Daniell Scott Smith in “House of the Dragon”
Yet violence pervades on-screen depictions of anything reminiscent of the Middle Ages. “Rings of Power” may be off to a wholesome start on Prime Video, but even Peter Jackson’s “Lord of the Rings” trilogy included a scene where Uruk-Hai eat one of their own alive. Seeing and internalizing the same depictions over and over, says Carroll, creates a concerning feedback loop.
“Each person’s individual idea of what the Middle Ages were like, they can find something in fiction that reinforces that,” she said. “They see that specific fiction as historically accurate because it already represents what they believed about the Middle Ages.”
Caroll finds the violence in “House of the Dragon” — at least the premiere episode — to be far more plot-driven than on “Thrones,” leaning more than ever into the body horror. Finn agreed.
“We were very firmly in [Aemma’s] perspective for a good portion of the scene,” she said of Episode 1’s C-section sequence. “It was partly there for shock, but it also really brought home her situation and set a theme going forward about women’s autonomy and the kinds of battles that they were going to have to face.”

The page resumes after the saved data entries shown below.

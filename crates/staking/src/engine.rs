// staking/src/engine.rs

use crate::{
    check::Checker, context::Context, deliver::Deliverer, store::StakeStore, tx::StakeTx,
    StakingResult,
};
use chain_core::Ledger;

/// Admission check: decide whether `tx` is valid against the current
/// snapshot without mutating anything.
///
/// Invoked on mempool entry and again as the first step of delivery;
/// idempotent and deterministic for a given snapshot.
pub fn check_tx<S: StakeStore, L: Ledger>(
    store: &S,
    ledger: &L,
    ctx: &Context,
    tx: &StakeTx,
) -> StakingResult<()> {
    let sender = ctx.single_signer()?;
    let params = store.load_params();
    let checker = Checker::new(store, ledger, params, sender);

    match tx {
        StakeTx::DeclareCandidacy(inner) => checker.declare_candidacy(inner),
        StakeTx::UpdateCandidacy(inner) => checker.update_candidacy(inner),
        StakeTx::WithdrawCandidacy(inner) => checker.withdraw_candidacy(inner),
        StakeTx::VerifyCandidacy(inner) => checker.verify_candidacy(inner),
        StakeTx::Delegate(inner) => checker.delegate(inner),
        StakeTx::Withdraw(inner) => checker.withdraw(inner),
    }
}

/// Deliver `tx`: re-run admission against the current block state, then
/// apply the effects all-or-nothing.
///
/// A transaction that fails admission here leaves the snapshot untouched,
/// and a mid-sequence delivery failure rolls the stores back to the state
/// before this transaction.
pub fn deliver_tx<S: StakeStore, L: Ledger>(
    store: &mut S,
    ledger: &mut L,
    ctx: &Context,
    tx: &StakeTx,
) -> StakingResult<()> {
    // transactions may be delivered in a different order than they were
    // checked; re-validate against current block state
    check_tx(store, ledger, ctx, tx)?;

    let sender = ctx.single_signer()?;
    let params = store.load_params();

    store.checkpoint();
    ledger.checkpoint();

    let mut deliverer = Deliverer::new(store, ledger, params, sender, ctx.block_time);
    let result = match tx {
        StakeTx::DeclareCandidacy(inner) => deliverer.declare_candidacy(inner),
        StakeTx::UpdateCandidacy(inner) => deliverer.update_candidacy(inner),
        StakeTx::WithdrawCandidacy(inner) => deliverer.withdraw_candidacy(inner),
        StakeTx::VerifyCandidacy(inner) => deliverer.verify_candidacy(inner),
        StakeTx::Delegate(inner) => deliverer.delegate(inner),
        StakeTx::Withdraw(inner) => deliverer.withdraw(inner),
    };

    match result {
        Ok(()) => {
            store.commit();
            ledger.commit();
            Ok(())
        }
        Err(err) => {
            store.rollback();
            ledger.rollback();
            tracing::warn!(%err, "staking delivery failed, state rolled back");
            Err(err)
        }
    }
}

Though criticized as gratuitous, Aemma’s C-section is actually one of the more accurate if visceral scenes. Carroll also says the Crabfeeder’s end checks out with Medieval punishments like hanging and quartering, even if it was doled out on the battlefield by a Rogue Prince and not the law. For most viewers, the distinction between accuracy and exaggeration is not only blurry, but perhaps even irrelevant — but it also creates a false distance between this so-called backward Medieval fantasy and the world we ourselves occupy.
“Perhaps our fascination with barbaric medievalism lets us offload our own social problems onto a time period so far behind us that it’s practically alien,” Carroll wrote after “Thrones” ended. “We can feel superior to those dirty, backwards medieval people.”
“It comes from this desire to feel like we’re better than people in the Middle Ages,” Finn echoed. “We know better, we’re more progressive, we’re more advanced — when in fact it turns out we’re not, and we have a lot of the same problems that they did.”
“House of the Dragon” airs Sundays at 9 p.m. on HBO.